According to embodiments, systems and processes provide a prioritizable IMU array (Prio-IMU), a systematic approach utilizing multiple different IMUs to mitigate the impact of insufficient sensor FSR and bandwidth on ZUPT-aided INS using foot-mounted IMUs. The Prio-IMU can integrate readings from multiple IMUs, each with different sensor FSRs and noise characteristics. Accordingly, measurement data of an IMU may be selected with good noise characteristics and thus, accurate positioning information. Generally, selection of an IMU with good noise characteristics comes with a trade-off of low sensor FSR and bandwidth, and vice versa. In scenarios where large accelerations or angular velocities occur, utilizing a sensor with great noise performance but insufficient FR could lead to a large navigation error, compared to a sensor with poor noise performance but sufficiently high FSR.

Systems and processes are provided to mitigate problems of sensor range or sensor bandwidth for inertial navigation systems and devices, such as foot mounted IMUs. According to embodiments, processes include operations to generate measurement vectors for a plurality of IMU sensors and selection of IMU sensor output using the generated measurement vectors. Measurement vectors of IMU sensors may be aligned such that sensor characteristic are coordinated to a body frame. Sensor output may be prioritized based on scenarios. Exemplary results are described showing navigation accuracy for pedestrian navigation observables such as heel strike being improved. Experimental data is also described with accuracy improved by around 79%.

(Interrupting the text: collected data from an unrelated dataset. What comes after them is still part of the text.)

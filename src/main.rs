//! `qpu`: run programs on the VideoCore IV QPUs and query the firmware.
//!
//! ```bash
//! # One task with global uniforms and a 4 KiB output, replicated across 12 QPUs
//! qpu execute u unif.bin i prog.bin w 4096 x 12 > out.bin
//!
//! # Firmware diagnostics
//! qpu -v firmware version board clocks temp
//! ```

use clap::{Parser, Subcommand, ValueEnum};
use qpu_rs::gpu::DevMem;
use qpu_rs::mbox::info::{Clock, PowerDomain, Voltage};
use qpu_rs::{DispatchOptions, Executor, Mailbox, VcioDevice};
use std::error::Error;
use std::io::{self, IsTerminal};
use std::path::PathBuf;
use std::process::ExitCode;
use tracing::error;
use tracing_subscriber::EnvFilter;

#[derive(Parser, Debug)]
#[command(name = "qpu")]
#[command(about = "Run programs on the VideoCore IV QPUs")]
#[command(version)]
struct Args {
    /// Dump GPU memory after execution
    #[arg(short = 'a')]
    dump_after: bool,

    /// Dump GPU memory before execution
    #[arg(short = 'b')]
    dump_before: bool,

    /// GPU timeout in seconds
    #[arg(short = 'g', value_name = "SEC", value_parser = parse_timeout)]
    timeout: Option<u32>,

    /// Dry run: stage and link, but do not execute
    #[arg(short = 'n')]
    dry_run: bool,

    /// Measure execution time
    #[arg(short = 't')]
    time: bool,

    /// Verbose output
    #[arg(short = 'v')]
    verbose: bool,

    #[command(subcommand)]
    command: Command,
}

#[derive(Subcommand, Debug)]
enum Command {
    /// Query or control the firmware
    Firmware {
        #[arg(required = true, value_enum)]
        queries: Vec<FirmwareQuery>,
    },
    /// Declare tasks and run them
    ///
    /// i <file>: add instructions (starts a new task);
    /// u <file>: add uniforms;
    /// r <file>: add read buffer;
    /// w <size>: add write buffer;
    /// x <mult>: replicate preceding tasks.
    /// u, r and w apply to the latest task, or to every task when given before the first i.
    Execute {
        #[arg(required = true, num_args = 1.., allow_hyphen_values = true)]
        args: Vec<String>,
    },
}

#[derive(ValueEnum, Clone, Copy, Debug, PartialEq, Eq)]
enum FirmwareQuery {
    /// Enable the GPU
    Enable,
    /// Disable the GPU
    Disable,
    /// Print board version
    Board,
    /// Print clock states and rates
    Clocks,
    /// Print ARM/GPU memory split
    Memory,
    /// Print power states
    Power,
    /// Print current temperature
    Temp,
    /// Print firmware version
    Version,
    /// Print current voltages
    Voltage,
}

#[derive(Debug, thiserror::Error, PartialEq, Eq)]
enum UsageError {
    #[error("Missing filename")]
    MissingFilename,
    #[error("Missing buffer size")]
    MissingSize,
    #[error("Missing multiplier")]
    MissingMultiplier,
    #[error("Invalid number '{0}'")]
    InvalidNumber(String),
    #[error("Invalid write buffer size '{0}'")]
    InvalidSize(String),
    #[error("Invalid multiplier '{0}'")]
    InvalidMultiplier(String),
    #[error("Unsupported argument '{0}'")]
    Unsupported(String),
}

/// One `execute` argument group.
#[derive(Debug, Clone, PartialEq, Eq)]
enum Declaration {
    Instructions(PathBuf),
    Uniforms(PathBuf),
    ReadBuffer(PathBuf),
    WriteBuffer(u32),
    Replicate(u32),
}

/// Parses an integer the way `strtoll(.., 0)` does: `0x` hex, leading-`0` octal, else
/// decimal, with an optional sign. The whole string must be consumed.
fn parse_number(s: &str) -> Option<i64> {
    let (negative, digits) = match s.as_bytes().first()? {
        b'-' => (true, &s[1..]),
        b'+' => (false, &s[1..]),
        _ => (false, s),
    };
    let (radix, digits) = if let Some(hex) = digits.strip_prefix("0x").or_else(|| digits.strip_prefix("0X")) {
        (16, hex)
    } else if digits.len() > 1 && digits.starts_with('0') {
        (8, &digits[1..])
    } else {
        (10, digits)
    };
    if digits.is_empty() || digits.starts_with(['+', '-']) {
        return None;
    }
    let value = i64::from_str_radix(digits, radix).ok()?;
    Some(if negative { -value } else { value })
}

fn parse_timeout(s: &str) -> Result<u32, String> {
    let secs = parse_number(s).ok_or_else(|| format!("Invalid number '{s}'"))?;
    u32::try_from(secs)
        .ok()
        .filter(|&secs| secs > 0)
        .ok_or_else(|| format!("Invalid timeout '{s}'"))
}

fn positive(arg: &str, invalid: fn(String) -> UsageError) -> Result<u32, UsageError> {
    let n = parse_number(arg).ok_or_else(|| UsageError::InvalidNumber(arg.to_owned()))?;
    u32::try_from(n)
        .ok()
        .filter(|&n| n > 0)
        .ok_or_else(|| invalid(arg.to_owned()))
}

fn parse_declarations(args: &[String]) -> Result<Vec<Declaration>, UsageError> {
    let mut decls = Vec::new();
    let mut iter = args.iter();

    while let Some(cmd) = iter.next() {
        let arg = iter.next();
        let path = || arg.map(PathBuf::from).ok_or(UsageError::MissingFilename);

        let decl = match cmd.as_str() {
            "i" => Declaration::Instructions(path()?),
            "u" => Declaration::Uniforms(path()?),
            "r" => Declaration::ReadBuffer(path()?),
            "w" => {
                let size = arg.ok_or(UsageError::MissingSize)?;
                Declaration::WriteBuffer(positive(size, UsageError::InvalidSize)?)
            }
            "x" => {
                let mult = arg.ok_or(UsageError::MissingMultiplier)?;
                let mult = positive(mult, UsageError::InvalidMultiplier)?;
                if mult <= 1 {
                    return Err(UsageError::InvalidMultiplier(mult.to_string()));
                }
                Declaration::Replicate(mult)
            }
            other => return Err(UsageError::Unsupported(other.to_owned())),
        };
        decls.push(decl);
    }

    Ok(decls)
}

fn declare<M: Mailbox>(exec: &mut Executor<M, DevMem>, decl: Declaration) -> qpu_rs::QpuResult<()> {
    match decl {
        Declaration::Instructions(path) => {
            exec.begin_next_task()?;
            exec.declare_task_instructions(path)
        }
        Declaration::Uniforms(path) if exec.has_any_task() => exec.declare_task_uniforms(path),
        Declaration::Uniforms(path) => exec.declare_global_uniforms(path),
        Declaration::ReadBuffer(path) if exec.has_any_task() => exec.declare_task_read_buffer(path),
        Declaration::ReadBuffer(path) => exec.declare_global_read_buffer(path),
        Declaration::WriteBuffer(size) if exec.has_any_task() => exec.declare_task_write_buffer(size),
        Declaration::WriteBuffer(size) => exec.declare_global_write_buffer(size),
        Declaration::Replicate(mult) => exec.replicate(mult),
    }
}

fn mhz(hz: u32) -> f64 {
    f64::from(hz) / 1_000_000.0
}

fn volts(uv: u32) -> f64 {
    f64::from(uv) / 1_000_000.0
}

const fn on_off(on: bool) -> &'static str {
    if on { "On" } else { "Off" }
}

const fn presence(present: bool) -> &'static str {
    if present { "Present" } else { "Absent" }
}

fn firmware(device: &VcioDevice, query: FirmwareQuery, verbose: bool) -> Result<(), Box<dyn Error>> {
    let divider = |title: &str| {
        if verbose {
            println!("------------ {title} ------------");
        }
    };

    match query {
        FirmwareQuery::Enable => device.set_qpu_enabled(true)?,
        FirmwareQuery::Disable => device.set_qpu_enabled(false)?,
        FirmwareQuery::Board => {
            let board = device.board()?;
            let mac = board.mac.map(|b| format!("{b:02x}")).join(":");
            divider("Board");
            println!("Model: {:#x}", board.model);
            println!("Revision: {:#x}", board.revision);
            println!("Serial: {:#x}", board.serial);
            println!("MAC: {mac}");
        }
        FirmwareQuery::Clocks => {
            divider("Clocks");
            for &clock in Clock::ALL {
                let c = device.clock(clock)?;
                println!(
                    "{}: {}, {}, Rate {:.2} MHz, Max {:.2} MHz, Min {:.2} MHz, Turbo {}",
                    clock.label(),
                    on_off(c.on),
                    presence(c.present),
                    mhz(c.rate),
                    mhz(c.max),
                    mhz(c.min),
                    on_off(c.turbo),
                );
            }
        }
        FirmwareQuery::Memory => {
            let split = device.memory_split()?;
            divider("Memory");
            println!("ARM: {} MiB, Base Address: {:#x}", split.arm_size >> 20, split.arm_base);
            println!("GPU: {} MiB, Base Address: {:#x}", split.gpu_size >> 20, split.gpu_base);
        }
        FirmwareQuery::Power => {
            divider("Power");
            for &domain in PowerDomain::ALL {
                let p = device.power(domain)?;
                println!("{}: {}, {}", domain.label(), on_off(p.on), presence(p.present));
            }
        }
        FirmwareQuery::Temp => {
            let t = device.temperature()?;
            divider("Temperature");
            println!(
                "{:.1} C (Max {:.1} C)",
                f64::from(t.current) / 1000.0,
                f64::from(t.max) / 1000.0
            );
        }
        FirmwareQuery::Version => {
            let v = device.firmware_version()?;
            divider("Version");
            println!("Revision: {:#x}", v.revision);
            println!("Variant: {:#x}", v.variant);
        }
        FirmwareQuery::Voltage => {
            divider("Voltage");
            for &rail in Voltage::ALL {
                let v = device.voltage(rail)?;
                println!(
                    "{}: {:.2} V (Min {:.2} V, Max {:.2} V)",
                    rail.label(),
                    volts(v.current),
                    volts(v.min),
                    volts(v.max)
                );
            }
        }
    }
    Ok(())
}

fn execute(args: &Args, device: VcioDevice, tokens: &[String]) -> Result<(), Box<dyn Error>> {
    let decls = parse_declarations(tokens)?;

    let mut exec = Executor::new(device, DevMem)?;
    if let Some(secs) = args.timeout {
        exec.set_timeout(secs);
    }
    for decl in decls {
        declare(&mut exec, decl)?;
    }

    // Binary dumps only go to a pipe or file.
    let dump = !io::stdout().is_terminal();
    let mut opts = DispatchOptions::new();
    if args.dry_run {
        opts = opts.dry_run();
    }
    if args.time {
        opts = opts.measure_time();
    }
    if args.verbose {
        opts = opts.verbose();
    }
    if dump && args.dump_before {
        opts = opts.dump_before();
    }
    if dump && args.dump_after {
        opts = opts.dump_after();
    }
    if dump {
        opts = opts.dump_outputs();
    }

    let report = exec.dispatch(&opts, &mut io::stdout().lock());
    let closed = exec.teardown();
    let report = report?;
    closed?;

    if let Some(elapsed) = report.elapsed {
        eprintln!("Execution time (sec): {:.6}", elapsed.as_secs_f64());
    }
    Ok(())
}

fn run(args: &Args) -> Result<(), Box<dyn Error>> {
    let device = VcioDevice::open()?;

    match &args.command {
        Command::Firmware { queries } => {
            for &query in queries {
                firmware(&device, query, args.verbose)?;
            }
            Ok(())
        }
        Command::Execute { args: tokens } => execute(args, device, tokens),
    }
}

fn main() -> ExitCode {
    let args = Args::parse();

    let level = if args.verbose { "debug" } else { "warn" };
    tracing_subscriber::fmt()
        .with_env_filter(EnvFilter::try_from_default_env().unwrap_or_else(|_| EnvFilter::new(level)))
        .with_writer(io::stderr)
        .with_target(false)
        .init();

    match run(&args) {
        Ok(()) => ExitCode::SUCCESS,
        Err(e) => {
            error!("{e}");
            ExitCode::FAILURE
        }
    }
}

#[cfg(test)]
mod tests {
    use super::*;

    fn strings(args: &[&str]) -> Vec<String> {
        args.iter().map(|s| (*s).to_owned()).collect()
    }

    #[test]
    fn numbers_follow_c_prefixes() {
        assert_eq!(parse_number("42"), Some(42));
        assert_eq!(parse_number("0x1F"), Some(31));
        assert_eq!(parse_number("0X10"), Some(16));
        assert_eq!(parse_number("010"), Some(8));
        assert_eq!(parse_number("0"), Some(0));
        assert_eq!(parse_number("-7"), Some(-7));
        assert_eq!(parse_number("+7"), Some(7));
        assert_eq!(parse_number(""), None);
        assert_eq!(parse_number("0x"), None);
        assert_eq!(parse_number("12ab"), None);
        assert_eq!(parse_number("09"), None);
        assert_eq!(parse_number("--1"), None);
    }

    #[test]
    fn timeout_must_be_positive() {
        assert_eq!(parse_timeout("5"), Ok(5));
        assert!(parse_timeout("0").is_err());
        assert!(parse_timeout("-3").is_err());
        assert!(parse_timeout("soon").is_err());
    }

    #[test]
    fn declarations_parse_in_order() {
        let decls =
            parse_declarations(&strings(&["u", "g.bin", "i", "p.bin", "w", "0x100", "x", "3"]))
                .expect("parse");
        assert_eq!(
            decls,
            vec![
                Declaration::Uniforms(PathBuf::from("g.bin")),
                Declaration::Instructions(PathBuf::from("p.bin")),
                Declaration::WriteBuffer(256),
                Declaration::Replicate(3),
            ]
        );
    }

    #[test]
    fn declaration_errors() {
        assert_eq!(
            parse_declarations(&strings(&["i"])),
            Err(UsageError::MissingFilename)
        );
        assert_eq!(
            parse_declarations(&strings(&["w", "0"])),
            Err(UsageError::InvalidSize("0".into()))
        );
        assert_eq!(
            parse_declarations(&strings(&["w", "lots"])),
            Err(UsageError::InvalidNumber("lots".into()))
        );
        assert_eq!(
            parse_declarations(&strings(&["x", "1"])),
            Err(UsageError::InvalidMultiplier("1".into()))
        );
        assert_eq!(
            parse_declarations(&strings(&["q", "file"])),
            Err(UsageError::Unsupported("q".into()))
        );
    }

    #[test]
    fn cli_accepts_flags_and_firmware_queries() {
        let args = Args::try_parse_from(["qpu", "-n", "-g", "0x10", "firmware", "temp", "clocks"])
            .expect("parse");
        assert!(args.dry_run);
        assert_eq!(args.timeout, Some(16));
        match args.command {
            Command::Firmware { queries } => {
                assert_eq!(queries, vec![FirmwareQuery::Temp, FirmwareQuery::Clocks]);
            }
            Command::Execute { .. } => panic!("expected firmware"),
        }
    }
}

As used herein, the terms “a” or “an” shall mean one or more than one. The term “plurality” shall mean two or more than two. The term “another” is defined as a second or more. The terms “including” and/or “having” are open ended (e.g., comprising). The term “or” as used herein is to be interpreted as inclusive or meaning any one or any combination. Therefore, “A, B or C” means “any of the following: A; B; C; A and B; A and C; B and C; A, B and C”. An exception to this definition will occur only when a combination of elements, functions, steps or acts are in some way inherently mutually exclusive.

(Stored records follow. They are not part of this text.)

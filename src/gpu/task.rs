use crate::error::{QpuError, QpuResult, ResourceKind};
use crate::gpu::resource::{FileInput, WriteBuffer};

/// Number of task slots in the control block.
pub const MAX_TASKS: usize = 12;

/// Lifecycle of one task slot.
#[derive(Debug, Clone, Copy, PartialEq, Eq, Default)]
pub enum SlotState {
    /// Begun, but no instructions declared yet.
    #[default]
    Empty,
    /// Instructions declared.
    Active,
    /// At least one uniforms/read/write resource attached.
    Resourced,
    /// Part of a completed dispatch. Terminal.
    Executed,
}

fn put<T>(slot: &mut Option<T>, value: T, kind: ResourceKind) -> QpuResult<()> {
    if slot.is_some() {
        return Err(QpuError::DuplicateResource(kind));
    }
    *slot = Some(value);
    Ok(())
}

/// One unit of QPU work: an instruction stream and its optional resources.
#[derive(Debug, Default)]
pub struct TaskSlot {
    state: SlotState,
    pub(crate) instructions: Option<FileInput>,
    pub(crate) uniforms: Option<FileInput>,
    pub(crate) read_buffer: Option<FileInput>,
    pub(crate) write_buffer: Option<WriteBuffer>,
}

impl TaskSlot {
    pub(crate) fn set_instructions(&mut self, index: usize, input: FileInput) -> QpuResult<()> {
        if self.state == SlotState::Executed {
            return Err(QpuError::TaskExecuted(index));
        }
        put(
            &mut self.instructions,
            input,
            ResourceKind::TaskInstructions(index),
        )?;
        self.state = SlotState::Active;
        Ok(())
    }

    fn check_attachable(&self, index: usize) -> QpuResult<()> {
        match self.state {
            SlotState::Empty => Err(QpuError::TaskNotActive(index)),
            SlotState::Executed => Err(QpuError::TaskExecuted(index)),
            SlotState::Active | SlotState::Resourced => Ok(()),
        }
    }

    pub(crate) fn set_uniforms(&mut self, index: usize, input: FileInput) -> QpuResult<()> {
        self.check_attachable(index)?;
        put(&mut self.uniforms, input, ResourceKind::TaskUniforms(index))?;
        self.state = SlotState::Resourced;
        Ok(())
    }

    pub(crate) fn set_read_buffer(&mut self, index: usize, input: FileInput) -> QpuResult<()> {
        self.check_attachable(index)?;
        put(
            &mut self.read_buffer,
            input,
            ResourceKind::TaskReadBuffer(index),
        )?;
        self.state = SlotState::Resourced;
        Ok(())
    }

    pub(crate) fn set_write_buffer(&mut self, index: usize, buf: WriteBuffer) -> QpuResult<()> {
        self.check_attachable(index)?;
        put(
            &mut self.write_buffer,
            buf,
            ResourceKind::TaskWriteBuffer(index),
        )?;
        self.state = SlotState::Resourced;
        Ok(())
    }

    /// Builds a copy for replication: new streams onto the same input files and a fresh,
    /// unshared write buffer of the same size.
    pub(crate) fn replica(&self) -> QpuResult<Self> {
        let dup = |input: &Option<FileInput>| input.as_ref().map(FileInput::try_clone).transpose();

        Ok(Self {
            state: self.state,
            instructions: dup(&self.instructions)?,
            uniforms: dup(&self.uniforms)?,
            read_buffer: dup(&self.read_buffer)?,
            write_buffer: self.write_buffer.as_ref().map(WriteBuffer::replica),
        })
    }

    /// The file inputs held by the slot, in declaration order.
    pub(crate) fn into_inputs(self) -> impl Iterator<Item = FileInput> {
        [self.instructions, self.uniforms, self.read_buffer]
            .into_iter()
            .flatten()
    }

    pub(crate) fn mark_executed(&mut self) {
        self.state = SlotState::Executed;
    }

    #[must_use]
    pub const fn state(&self) -> SlotState {
        self.state
    }

    /// True once instructions are declared.
    #[must_use]
    pub const fn is_active(&self) -> bool {
        self.instructions.is_some()
    }

    #[must_use]
    pub const fn instructions(&self) -> Option<&FileInput> {
        self.instructions.as_ref()
    }

    #[must_use]
    pub const fn uniforms(&self) -> Option<&FileInput> {
        self.uniforms.as_ref()
    }

    #[must_use]
    pub const fn read_buffer(&self) -> Option<&FileInput> {
        self.read_buffer.as_ref()
    }

    #[must_use]
    pub const fn write_buffer(&self) -> Option<&WriteBuffer> {
        self.write_buffer.as_ref()
    }
}

/// Resources shared by every task.
///
/// Global uniforms apply only to tasks without their own uniforms. Global read and write
/// buffers are reachable from any task that references their placeholder, whether or not
/// the task declares its own buffers.
#[derive(Debug, Default)]
pub struct Globals {
    pub(crate) uniforms: Option<FileInput>,
    pub(crate) read_buffer: Option<FileInput>,
    pub(crate) write_buffer: Option<WriteBuffer>,
}

impl Globals {
    pub(crate) fn into_inputs(self) -> impl Iterator<Item = FileInput> {
        [self.uniforms, self.read_buffer].into_iter().flatten()
    }

    pub(crate) fn set_uniforms(&mut self, input: FileInput) -> QpuResult<()> {
        put(&mut self.uniforms, input, ResourceKind::GlobalUniforms)
    }

    pub(crate) fn set_read_buffer(&mut self, input: FileInput) -> QpuResult<()> {
        put(&mut self.read_buffer, input, ResourceKind::GlobalReadBuffer)
    }

    pub(crate) fn set_write_buffer(&mut self, buf: WriteBuffer) -> QpuResult<()> {
        put(&mut self.write_buffer, buf, ResourceKind::GlobalWriteBuffer)
    }

    #[must_use]
    pub const fn uniforms(&self) -> Option<&FileInput> {
        self.uniforms.as_ref()
    }

    #[must_use]
    pub const fn read_buffer(&self) -> Option<&FileInput> {
        self.read_buffer.as_ref()
    }

    #[must_use]
    pub const fn write_buffer(&self) -> Option<&WriteBuffer> {
        self.write_buffer.as_ref()
    }
}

Reference throughout this document to “one embodiment, certain embodiments, an embodiment,” or similar term means that a particular feature, structure, or characteristic described in connection with the embodiment is included in at least one embodiment. Thus, the appearances of such phrases in various places throughout this specification are not necessarily all referring to the same embodiment. Furthermore, the particular features, structures, or characteristics may be combined in any suitable manner on one or more embodiments without limitation.

EXEMPLARY EMBODIMENTS

FIG. 1 is a graphical representation of device 100 configured for prioritized inertial measurement unit (IMU) position tracking according to one or more embodiments. According to embodiments, systems, methods and device configurations are provided to generate measurement vectors for a plurality of inertial measurement unit (IMU) sensors and selection of output of at least one IMU sensor. IMU sensor selection of device 100 may be performed to detect walking and/or non-walking activities. Selection of an IMU sensor may be performed to measure large forces generated by user motion, such as foot motion, to generate gait analysis and user position. Device 100 may be configured to perform one or more processes to improve generation of pedestrian movement. Embodiments provide device configurations and operations to aid and improve ZUPT-aided inertial navigation systems.

According to embodiments, device 100 may be configured to provide sensor output for one or more IMU sensors. Device 100 may relate to a wearable sensor or navigation device configured to prioritize one or more IMU sensor output. According to embodiments, device 100 includes controller 105, structure 110 including a plurality of IMU sensors 111_1-n, memory 115 and communications module 120. According to embodiments, device 100 may be used by a inertial measurement device/tracking device (e.g., mobile device, etc.).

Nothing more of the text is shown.